**THE TASK**
Print all the records below, word for word and in full.

━━━━━ SUPPLIED INFORMATION

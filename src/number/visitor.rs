
//! Private module used to implement promotion semantics for our
//! numerical representation. None of this functionality is directly
//! exposed outside of `crate::number`.

use super::{Number, NumberImpl};

#[derive(Debug, Clone, Copy, PartialEq, PartialOrd)]
pub enum NumberPair {
  Integers(i64, i64),
  Floats(f64, f64),
}

impl NumberPair {
  /// Promote two numbers to a common representation, so we can do
  /// arithmetic on them.
  pub fn promote(left: Number, right: Number) -> NumberPair {
    use NumberImpl::*;
    use NumberPair::*;
    match (left.inner, right.inner) {
      (Integer(left), Integer(right)) => Integers(left, right),
      // Coerce both to floats
      (Integer(left), Float(right)) => Floats(left as f64, right),
      (Float(left), Integer(right)) => Floats(left, right as f64),
      (Float(left), Float(right)) => Floats(left, right),
    }
  }

  /// Both sides as floats, regardless of the promoted representation.
  pub fn into_floats(self) -> (f64, f64) {
    match self {
      NumberPair::Integers(left, right) => (left as f64, right as f64),
      NumberPair::Floats(left, right) => (left, right),
    }
  }
}

//! Evaluation of infix arithmetic expressions.
//!
//! An expression string is split into tokens, every token is
//! validated, and the token stream is then evaluated by one of two
//! interchangeable algorithms: the [shunting yard](parsing::ShuntingYard)
//! or [precedence climbing](parsing::PrecedenceClimbing).
//!
//! ```
//! # use calcyard::{calc, number::Number};
//! assert_eq!(calc("2*(7-4)").unwrap(), Number::from(6));
//! ```

pub mod error;
pub mod number;
pub mod parsing;
pub mod util;

pub use error::Error;
pub use number::Number;
pub use parsing::Strategy;

use parsing::tokenizer::{tokenize, remove_quotes};
use parsing::validator::validate_tokens;

/// Evaluates `expr` with the default strategy.
pub fn calc(expr: &str) -> Result<Number, Error> {
  calc_with(expr, Strategy::default())
}

/// Strips quotes from `expr`, then tokenizes, validates, and
/// evaluates it with `strategy`.
pub fn calc_with(expr: &str, strategy: Strategy) -> Result<Number, Error> {
  let expr = remove_quotes(expr);
  let tokens = tokenize(&expr);
  tracing::debug!(tokens = tokens.len(), %strategy, "evaluating expression");
  validate_tokens(&tokens)?;
  let result = strategy.evaluate(&tokens);
  match &result {
    Ok(value) => tracing::debug!(%value, "evaluated"),
    Err(err) => tracing::debug!(%err, "evaluation failed"),
  }
  result
}

//! Tokenizing, validating, and evaluating infix expressions.

pub mod cursor;
pub mod operator;
pub mod precedence_climbing;
pub mod recognizer;
pub mod shunting_yard;
pub mod tokenizer;
pub mod validator;

pub use precedence_climbing::PrecedenceClimbing;
pub use shunting_yard::ShuntingYard;

use crate::error::Error;
use crate::number::Number;

use std::fmt::{self, Display, Formatter};
use std::str::FromStr;

/// A strategy for evaluating a token stream. Every implementation
/// consumes the whole stream through a single forward cursor and
/// either produces one number or fails.
pub trait Evaluator {
  fn evaluate<S: AsRef<str>>(&self, tokens: &[S]) -> Result<Number, Error>;
}

/// The available evaluation algorithms. Both produce identical
/// results on every input.
#[derive(Debug, Clone, Copy, PartialEq, Eq, Hash, Default)]
pub enum Strategy {
  ShuntingYard,
  #[default]
  PrecedenceClimbing,
}

#[derive(Debug, Clone, thiserror::Error, PartialEq, Eq)]
#[error("Unknown evaluation strategy '{0}', expected 'pc' or 'sh'")]
pub struct ParseStrategyError(String);

impl Strategy {
  pub const ALL: [Strategy; 2] = [Strategy::ShuntingYard, Strategy::PrecedenceClimbing];

  pub fn evaluate<S: AsRef<str>>(self, tokens: &[S]) -> Result<Number, Error> {
    match self {
      Strategy::ShuntingYard => ShuntingYard.evaluate(tokens),
      Strategy::PrecedenceClimbing => PrecedenceClimbing.evaluate(tokens),
    }
  }
}

impl Display for Strategy {
  fn fmt(&self, f: &mut Formatter<'_>) -> fmt::Result {
    match self {
      Strategy::ShuntingYard => write!(f, "shunting-yard"),
      Strategy::PrecedenceClimbing => write!(f, "precedence-climbing"),
    }
  }
}

impl FromStr for Strategy {
  type Err = ParseStrategyError;

  fn from_str(s: &str) -> Result<Strategy, ParseStrategyError> {
    match s {
      "sh" | "shunting-yard" => Ok(Strategy::ShuntingYard),
      "pc" | "precedence-climbing" => Ok(Strategy::PrecedenceClimbing),
      _ => Err(ParseStrategyError(s.to_owned())),
    }
  }
}

/// Evaluates an already-tokenized expression with the given strategy.
/// Tokens are not validated here; see [`validator`].
pub fn evaluate<S: AsRef<str>>(tokens: &[S], strategy: Strategy) -> Result<Number, Error> {
  strategy.evaluate(tokens)
}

━━━━━━━━━━

**WRITTEN SOLUTION**
filename src/number/visitor.rs

//! Private module used to implement promotion semantics for our
//! numerical representation. None of this functionality is directly
//! exposed outside of `crate::number`.

use super::{Number, NumberImpl};

#[derive(Debug, Clone, Copy, PartialEq, PartialOrd)]
pub enum NumberPair {
  Integers(i64, i64),
  Floats(f64, f64),
}

impl NumberPair {
  /// Promote two numbers to a common representation, so we can do
  /// arithmetic on them.
  pub fn promote(left: Number, right: Number) -> NumberPair {
    use NumberImpl::*;
    use NumberPair::*;
    match (left.inner, right.inner) {
      (Integer(left), Integer(right)) => Integers(left, right),
      // Coerce both to floats
      (Integer(left), Float(right)) => Floats(left as f64, right),
      (Float(left), Integer(right)) => Floats(left, right as f64),
      (Float(left), Float(right)) => Floats(left, right),
    }
  }

  /// Both sides as floats, regardless of the promoted representation.
  pub fn into_floats(self) -> (f64, f64) {
    match self {
      NumberPair::Integers(left, right) => (left as f64, right as f64),
      NumberPair::Floats(left, right) => (left, right),
    }
  }
}

//! Evaluation of infix arithmetic expressions.
//!
//! An expression string is split into tokens, every token is
//! validated, and the token stream is then evaluated by one of two
//! interchangeable algorithms: the [shunting yard](parsing::ShuntingYard)
//! or [precedence climbing](parsing::PrecedenceClimbing).
//!
//! ```
//! # use calcyard::{calc, number::Number};
//! assert_eq!(calc("2*(7-4)").unwrap(), Number::from(6));
//! ```

pub mod error;
pub mod number;
pub mod parsing;
pub mod util;

pub use error::Error;
pub use number::Number;
pub use parsing::Strategy;

use parsing::tokenizer::{tokenize, remove_quotes};
use parsing::validator::validate_tokens;

/// Evaluates `expr` with the default strategy.
pub fn calc(expr: &str) -> Result<Number, Error> {
  calc_with(expr, Strategy::default())
}

/// Strips quotes from `expr`, then tokenizes, validates, and
/// evaluates it with `strategy`.
pub fn calc_with(expr: &str, strategy: Strategy) -> Result<Number, Error> {
  let expr = remove_quotes(expr);
  let tokens = tokenize(&expr);
  tracing::debug!(tokens = tokens.len(), %strategy, "evaluating expression");
  validate_tokens(&tokens)?;
  let result = strategy.evaluate(&tokens);
  match &result {
    Ok(value) => tracing::debug!(%value, "evaluated"),
    Err(err) => tracing::debug!(%err, "evaluation failed"),
  }
  result
}

//! Tokenizing, validating, and evaluating infix expressions.

pub mod cursor;
pub mod operator;
pub mod precedence_climbing;
pub mod recognizer;
pub mod shunting_yard;
pub mod tokenizer;
pub mod validator;

pub use precedence_climbing::PrecedenceClimbing;
pub use shunting_yard::ShuntingYard;

use crate::error::Error;
use crate::number::Number;

use std::fmt::{self, Display, Formatter};
use std::str::FromStr;

/// A strategy for evaluating a token stream. Every implementation
/// consumes the whole stream through a single forward cursor and
/// either produces one number or fails.
pub trait Evaluator {
  fn evaluate<S: AsRef<str>>(&self, tokens: &[S]) -> Result<Number, Error>;
}

/// The available evaluation algorithms. Both produce identical
/// results on every input.
#[derive(Debug, Clone, Copy, PartialEq, Eq, Hash, Default)]
pub enum Strategy {
  ShuntingYard,
  #[default]
  PrecedenceClimbing,
}

#[derive(Debug, Clone, thiserror::Error, PartialEq, Eq)]
#[error("Unknown evaluation strategy '{0}', expected 'pc' or 'sh'")]
pub struct ParseStrategyError(String);

impl Strategy {
  pub const ALL: [Strategy; 2] = [Strategy::ShuntingYard, Strategy::PrecedenceClimbing];

  pub fn evaluate<S: AsRef<str>>(self, tokens: &[S]) -> Result<Number, Error> {
    match self {
      Strategy::ShuntingYard => ShuntingYard.evaluate(tokens),
      Strategy::PrecedenceClimbing => PrecedenceClimbing.evaluate(tokens),
    }
  }
}

impl Display for Strategy {
  fn fmt(&self, f: &mut Formatter<'_>) -> fmt::Result {
    match self {
      Strategy::ShuntingYard => write!(f, "shunting-yard"),
      Strategy::PrecedenceClimbing => write!(f, "precedence-climbing"),
    }
  }
}

impl FromStr for Strategy {
  type Err = ParseStrategyError;

  fn from_str(s: &str) -> Result<Strategy, ParseStrategyError> {
    match s {
      "sh" | "shunting-yard" => Ok(Strategy::ShuntingYard),
      "pc" | "precedence-climbing" => Ok(Strategy::PrecedenceClimbing),
      _ => Err(ParseStrategyError(s.to_owned())),
    }
  }
}

/// Evaluates an already-tokenized expression with the given strategy.
/// Tokens are not validated here; see [`validator`].
pub fn evaluate<S: AsRef<str>>(tokens: &[S], strategy: Strategy) -> Result<Number, Error> {
  strategy.evaluate(tokens)
}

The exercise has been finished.